Child-rearing is tricky business and there are so many factors that intervene. The simple nurture versus nature is not clear cut at all. Just yesterday on receiving an anniversary photo, I was stunned to see a resemblance to my father in my cousin’s son, something about the jaw. And today, apparently one’s gene can morph in response to the environment, called epigenics, I believe. So that a mother carrying a donor egg in her womb will wash that child in her own cells and the child will inherit some of her characteristics.

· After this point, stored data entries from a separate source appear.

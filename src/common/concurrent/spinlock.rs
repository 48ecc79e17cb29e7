//! A test-and-test-and-set spinlock.
//!
//! Spinning happens on a relaxed load so that waiting threads keep the lock's
//! cache line shared instead of bouncing it with failed swaps. See
//! <https://rigtorp.se/spinlock/>.

use std::{
    hint::spin_loop,
    sync::atomic::{AtomicBool, Ordering},
};

/// A minimal, unfair, non-reentrant mutual exclusion primitive.
#[derive(Debug, Default)]
pub struct SpinLock {
    locked: AtomicBool,
}

impl SpinLock {
    pub const fn new() -> Self {
        Self {
            locked: AtomicBool::new(false),
        }
    }

    /// Acquires the lock, spinning until it becomes available.
    #[inline]
    pub fn lock(&self) -> SpinLockGuard<'_> {
        loop {
            // Optimistically assume the lock is free on the first try.
            if !self.locked.swap(true, Ordering::Acquire) {
                return SpinLockGuard { lock: self };
            }

            while self.locked.load(Ordering::Relaxed) {
                spin_loop();
            }
        }
    }

    /// Attempts to acquire the lock without spinning.
    #[inline]
    pub fn try_lock(&self) -> Option<SpinLockGuard<'_>> {
        // The relaxed load keeps `while lock.try_lock().is_none() {}` loops from
        // invalidating the cache line on every iteration.
        if !self.locked.load(Ordering::Relaxed) && !self.locked.swap(true, Ordering::Acquire) {
            Some(SpinLockGuard { lock: self })
        } else {
            None
        }
    }

    pub fn is_locked(&self) -> bool {
        self.locked.load(Ordering::Relaxed)
    }

    /// Releases the lock without a guard.
    ///
    /// # Safety
    ///
    /// The caller must own the lock through a guard that was forgotten with
    /// [`std::mem::forget`].
    #[inline]
    pub unsafe fn force_unlock(&self) {
        self.locked.store(false, Ordering::Release);
    }
}

/// Releases the [`SpinLock`] on drop.
#[must_use = "if unused the SpinLock will immediately unlock"]
pub struct SpinLockGuard<'a> {
    lock: &'a SpinLock,
}

impl Drop for SpinLockGuard<'_> {
    #[inline]
    fn drop(&mut self) {
        // Safety: the guard proves ownership of the lock.
        unsafe { self.lock.force_unlock() };
    }
}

It’s easier in books because the people are fictional creations, built of course from real people, but the author can mold, distort and play with the impact of events. Just yesterday a friend at lunch mentioned that a former student from Northern, Clare Cameron, had written a book “The Bear ” that described the catastrophe that befell the children after the attack. I thought immediately of ” Canada “by Richard Ford, the children caught in the drama of their parents’ actions; and then also” Room “by Emma Donoghue, the horror of growing up and being forcibly confined in a tiny room. Although all events were based on believable stories that have occurred, the author has the freedom to delve into their literary heads, scoop out and arrange her/his own reactions to the unfortunate and terrible plights. The literary license not only permits but encourages this: the telling of truth is oftentimes more shattering than fiction- as in Anne Frank’s death from typhoid several weeks before Bergen-Belson concentration camp was liberated. More and more of Anne’s life has been revealed after her father’s death as he did not want some of her most personal thoughts from her journal publicly exposed, her fame exploited.
But like many of my discourses that have found a new track upon which to travel, my topic originally concerned first borns, who are supposed to excel over their sibs because of parental attention, first borns who tweak and break your hearts because you do not know what to expect, first borns because they are afterall, first.